**Work instruction**
Reproduce the listing below precisely, leaving every line intact.

**Materials provided**
//! Queue configuration and provider credentials.

use crate::error::ValidationError;
use crate::message::QueueName;
use serde::{Deserialize, Serialize};

/// Configuration for one logical queue, set at construction and immutable
/// for the lifetime of a transport or engine instance
#[derive(Debug, Clone, Serialize, Deserialize)]
pub struct QueueConfig {
    /// Logical queue name
    pub queue_name: QueueName,
    /// Transport address (the queue URL)
    pub queue_url: String,
    /// Long-poll wait bound in seconds; clamped to the provider maximum on use
    pub wait_seconds: u32,
    /// Per-message processing timeout in seconds, used as the visibility
    /// timeout baseline. Must be > 0.
    pub visibility_timeout_seconds: u32,
    /// Advisory maximum attempt count, used only to derive the last-attempt
    /// flag handed to the caller. Must be >= 1.
    pub max_attempts: u32,
}

impl QueueConfig {
    /// Create configuration with default polling and visibility settings
    pub fn new(queue_name: QueueName, queue_url: String) -> Self {
        Self {
            queue_name,
            queue_url,
            wait_seconds: 20,
            visibility_timeout_seconds: 30,
            max_attempts: 3,
        }
    }

    /// Set long-poll wait bound
    pub fn with_wait_seconds(mut self, wait_seconds: u32) -> Self {
        self.wait_seconds = wait_seconds;
        self
    }

    /// Set visibility timeout baseline
    pub fn with_visibility_timeout_seconds(mut self, seconds: u32) -> Self {
        self.visibility_timeout_seconds = seconds;
        self
    }

    /// Set advisory maximum attempt count
    pub fn with_max_attempts(mut self, max_attempts: u32) -> Self {
        self.max_attempts = max_attempts;
        self
    }

    /// Validate configuration invariants
    pub fn validate(&self) -> Result<(), ValidationError> {
        if self.queue_url.is_empty() {
            return Err(ValidationError::Required {
                field: "queue_url".to_string(),
            });
        }

        if self.visibility_timeout_seconds == 0 {
            return Err(ValidationError::OutOfRange {
                field: "visibility_timeout_seconds".to_string(),
                message: "must be greater than zero".to_string(),
            });
        }

        if self.max_attempts == 0 {
            return Err(ValidationError::OutOfRange {
                field: "max_attempts".to_string(),
                message: "must be at least 1".to_string(),
            });
        }

        Ok(())
    }
}

/// Credentials for AWS Signature V4 request signing
#[derive(Debug, Clone)]
pub struct SqsCredentials {
    pub access_key_id: String,
    pub secret_access_key: String,
    pub region: String,
}

impl SqsCredentials {
    pub fn new(access_key_id: String, secret_access_key: String, region: String) -> Self {
        Self {
            access_key_id,
            secret_access_key,
            region,
        }
    }
}

#[cfg(test)]
#[path = "config_tests.rs"]
mod tests;
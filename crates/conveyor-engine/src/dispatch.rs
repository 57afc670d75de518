//! Per-delivery data model and collaborator verdict types.
//!
//! Everything here is created per receive cycle and destroyed once the
//! dispatch outcome (delete, retry-leave, or requeue) is finalized; no
//! envelope outlives its dispatch.

use conveyor_transport::{DeliveredMessage, DeliveryToken, TransportError};
use serde::de::DeserializeOwned;
use serde::Serialize;
use tracing::Span;

/// Work item payload carried through the queue
///
/// The tenant key scopes rate limiting and metrics to a logical customer.
/// `mark_rate_limited` adds the marker the preemption path attaches before
/// re-enqueueing a throttled item, so downstream processing can tell a
/// deferred delivery from a fresh one.
pub trait WorkPayload: Serialize + DeserializeOwned + Send + Sync + 'static {
    /// Tenant identifier used for logging, metrics, and rate-limit tags
    fn tenant_key(&self) -> String;

    /// Mark this payload as having been deferred by the rate limiter
    fn mark_rate_limited(&mut self);
}

/// A received unit of work
///
/// Pairs the deserialized payload with the delivery metadata needed to
/// resolve it: the token (required to delete or defer), the provider's
/// receive count, and the advisory last-attempt flag.
#[derive(Debug)]
pub struct Envelope<T> {
    pub token: DeliveryToken,
    pub payload: T,
    pub receive_count: u32,
    pub last_attempt: bool,
}

impl<T: WorkPayload> Envelope<T> {
    /// Decode a transport delivery into an envelope
    ///
    /// `last_attempt` is derived from the provider's receive count against the
    /// configured maximum; it is advisory only, the engine never enforces it.
    pub fn decode(message: &DeliveredMessage, max_attempts: u32) -> Result<Self, TransportError> {
        let payload: T = serde_json::from_slice(&message.body).map_err(|e| {
            TransportError::Serialization {
                message: format!("payload decode failed: {}", e),
            }
        })?;

        Ok(Self {
            token: message.token.clone(),
            payload,
            receive_count: message.delivery_count,
            last_attempt: message.delivery_count >= max_attempts,
        })
    }
}

/// Context handed to the handler and error classifier for one dispatch
///
/// Owned exclusively by one in-flight dispatch and discarded afterwards. The
/// span carries queue, message, and tenant fields so all log lines for one
/// message's lifecycle correlate.
#[derive(Debug)]
pub struct DispatchContext<T> {
    pub payload: T,
    pub receive_count: u32,
    pub last_attempt: bool,
    pub tenant_key: String,
    pub span: Span,
}

/// Retry decision produced by the error classifier
///
/// `is_failure` is independent of `retryable`: it only controls whether a
/// failure metric is recorded for this cycle.
#[derive(Debug, Clone, PartialEq, Eq)]
pub struct RetryDecision {
    pub retryable: bool,
    /// Redelivery delay, present only when retryable
    pub retry_delay_seconds: Option<u32>,
    pub is_failure: bool,
}

impl RetryDecision {
    /// Retry after the given delay, recording a failure metric
    pub fn retry_after(delay_seconds: u32) -> Self {
        Self {
            retryable: true,
            retry_delay_seconds: Some(delay_seconds),
            is_failure: true,
        }
    }

    /// Abandon the attempt and record a failure metric
    pub fn abandon() -> Self {
        Self {
            retryable: false,
            retry_delay_seconds: None,
            is_failure: true,
        }
    }

    /// Abandon the attempt without recording a failure metric
    pub fn discard() -> Self {
        Self {
            retryable: false,
            retry_delay_seconds: None,
            is_failure: false,
        }
    }
}

/// Rate limiter verdict for one tenant and message
#[derive(Debug, Clone, PartialEq, Eq)]
pub struct RateLimitVerdict {
    pub exceeded: bool,
    /// Suggested cool-down, present only when exceeded
    pub cooldown_seconds: Option<u32>,
}

impl RateLimitVerdict {
    /// Tenant is within its allowed throughput
    pub fn allowed() -> Self {
        Self {
            exceeded: false,
            cooldown_seconds: None,
        }
    }

    /// Tenant exceeded its threshold; defer by the suggested cool-down
    pub fn exceeded(cooldown_seconds: u32) -> Self {
        Self {
            exceeded: true,
            cooldown_seconds: Some(cooldown_seconds),
        }
    }
}

#[cfg(test)]
#[path = "dispatch_tests.rs"]
mod tests;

**Solved problem**
//! Queue configuration and provider credentials.

use crate::error::ValidationError;
use crate::message::QueueName;
use serde::{Deserialize, Serialize};

/// Configuration for one logical queue, set at construction and immutable
/// for the lifetime of a transport or engine instance
#[derive(Debug, Clone, Serialize, Deserialize)]
pub struct QueueConfig {
    /// Logical queue name
    pub queue_name: QueueName,
    /// Transport address (the queue URL)
    pub queue_url: String,
    /// Long-poll wait bound in seconds; clamped to the provider maximum on use
    pub wait_seconds: u32,
    /// Per-message processing timeout in seconds, used as the visibility
    /// timeout baseline. Must be > 0.
    pub visibility_timeout_seconds: u32,
    /// Advisory maximum attempt count, used only to derive the last-attempt
    /// flag handed to the caller. Must be >= 1.
    pub max_attempts: u32,
}

impl QueueConfig {
    /// Create configuration with default polling and visibility settings
    pub fn new(queue_name: QueueName, queue_url: String) -> Self {
        Self {
            queue_name,
            queue_url,
            wait_seconds: 20,
            visibility_timeout_seconds: 30,
            max_attempts: 3,
        }
    }

    /// Set long-poll wait bound
    pub fn with_wait_seconds(mut self, wait_seconds: u32) -> Self {
        self.wait_seconds = wait_seconds;
        self
    }

    /// Set visibility timeout baseline
    pub fn with_visibility_timeout_seconds(mut self, seconds: u32) -> Self {
        self.visibility_timeout_seconds = seconds;
        self
    }

    /// Set advisory maximum attempt count
    pub fn with_max_attempts(mut self, max_attempts: u32) -> Self {
        self.max_attempts = max_attempts;
        self
    }

    /// Validate configuration invariants
    pub fn validate(&self) -> Result<(), ValidationError> {
        if self.queue_url.is_empty() {
            return Err(ValidationError::Required {
                field: "queue_url".to_string(),
            });
        }

        if self.visibility_timeout_seconds == 0 {
            return Err(ValidationError::OutOfRange {
                field: "visibility_timeout_seconds".to_string(),
                message: "must be greater than zero".to_string(),
            });
        }

        if self.max_attempts == 0 {
            return Err(ValidationError::OutOfRange {
                field: "max_attempts".to_string(),
                message: "must be at least 1".to_string(),
            });
        }

        Ok(())
    }
}

/// Credentials for AWS Signature V4 request signing
#[derive(Debug, Clone)]
pub struct SqsCredentials {
    pub access_key_id: String,
    pub secret_access_key: String,
    pub region: String,
}

impl SqsCredentials {
    pub fn new(access_key_id: String, secret_access_key: String, region: String) -> Self {
        Self {
            access_key_id,
            secret_access_key,
            region,
        }
    }
}

#[cfg(test)]
#[path = "config_tests.rs"]
mod tests;
filename crates/conveyor-engine/src/dispatch.rs
repository 57afc670d75de518
//! Per-delivery data model and collaborator verdict types.
//!
//! Everything here is created per receive cycle and destroyed once the
//! dispatch outcome (delete, retry-leave, or requeue) is finalized; no
//! envelope outlives its dispatch.

use conveyor_transport::{DeliveredMessage, DeliveryToken, TransportError};
use serde::de::DeserializeOwned;
use serde::Serialize;
use tracing::Span;

/// Work item payload carried through the queue
///
/// The tenant key scopes rate limiting and metrics to a logical customer.
/// `mark_rate_limited` adds the marker the preemption path attaches before
/// re-enqueueing a throttled item, so downstream processing can tell a
/// deferred delivery from a fresh one.
pub trait WorkPayload: Serialize + DeserializeOwned + Send + Sync + 'static {
    /// Tenant identifier used for logging, metrics, and rate-limit tags
    fn tenant_key(&self) -> String;

    /// Mark this payload as having been deferred by the rate limiter
    fn mark_rate_limited(&mut self);
}

/// A received unit of work
///
/// Pairs the deserialized payload with the delivery metadata needed to
/// resolve it: the token (required to delete or defer), the provider's
/// receive count, and the advisory last-attempt flag.
#[derive(Debug)]
pub struct Envelope<T> {
    pub token: DeliveryToken,
    pub payload: T,
    pub receive_count: u32,
    pub last_attempt: bool,
}

impl<T: WorkPayload> Envelope<T> {
    /// Decode a transport delivery into an envelope
    ///
    /// `last_attempt` is derived from the provider's receive count against the
    /// configured maximum; it is advisory only, the engine never enforces it.
    pub fn decode(message: &DeliveredMessage, max_attempts: u32) -> Result<Self, TransportError> {
        let payload: T = serde_json::from_slice(&message.body).map_err(|e| {
            TransportError::Serialization {
                message: format!("payload decode failed: {}", e),
            }
        })?;

        Ok(Self {
            token: message.token.clone(),
            payload,
            receive_count: message.delivery_count,
            last_attempt: message.delivery_count >= max_attempts,
        })
    }
}

/// Context handed to the handler and error classifier for one dispatch
///
/// Owned exclusively by one in-flight dispatch and discarded afterwards. The
/// span carries queue, message, and tenant fields so all log lines for one
/// message's lifecycle correlate.
#[derive(Debug)]
pub struct DispatchContext<T> {
    pub payload: T,
    pub receive_count: u32,
    pub last_attempt: bool,
    pub tenant_key: String,
    pub span: Span,
}

/// Retry decision produced by the error classifier
///
/// `is_failure` is independent of `retryable`: it only controls whether a
/// failure metric is recorded for this cycle.
#[derive(Debug, Clone, PartialEq, Eq)]
pub struct RetryDecision {
    pub retryable: bool,
    /// Redelivery delay, present only when retryable
    pub retry_delay_seconds: Option<u32>,
    pub is_failure: bool,
}

impl RetryDecision {
    /// Retry after the given delay, recording a failure metric
    pub fn retry_after(delay_seconds: u32) -> Self {
        Self {
            retryable: true,
            retry_delay_seconds: Some(delay_seconds),
            is_failure: true,
        }
    }

    /// Abandon the attempt and record a failure metric
    pub fn abandon() -> Self {
        Self {
            retryable: false,
            retry_delay_seconds: None,
            is_failure: true,
        }
    }

    /// Abandon the attempt without recording a failure metric
    pub fn discard() -> Self {
        Self {
            retryable: false,
            retry_delay_seconds: None,
            is_failure: false,
        }
    }
}

/// Rate limiter verdict for one tenant and message
#[derive(Debug, Clone, PartialEq, Eq)]
pub struct RateLimitVerdict {
    pub exceeded: bool,
    /// Suggested cool-down, present only when exceeded
    pub cooldown_seconds: Option<u32>,
}

impl RateLimitVerdict {
    /// Tenant is within its allowed throughput
    pub fn allowed() -> Self {
        Self {
            exceeded: false,
            cooldown_seconds: None,
        }
    }

    /// Tenant exceeded its threshold; defer by the suggested cool-down
    pub fn exceeded(cooldown_seconds: u32) -> Self {
        Self {
            exceeded: true,
            cooldown_seconds: Some(cooldown_seconds),
        }
    }
}

#[cfg(test)]
#[path = "dispatch_tests.rs"]
mod tests;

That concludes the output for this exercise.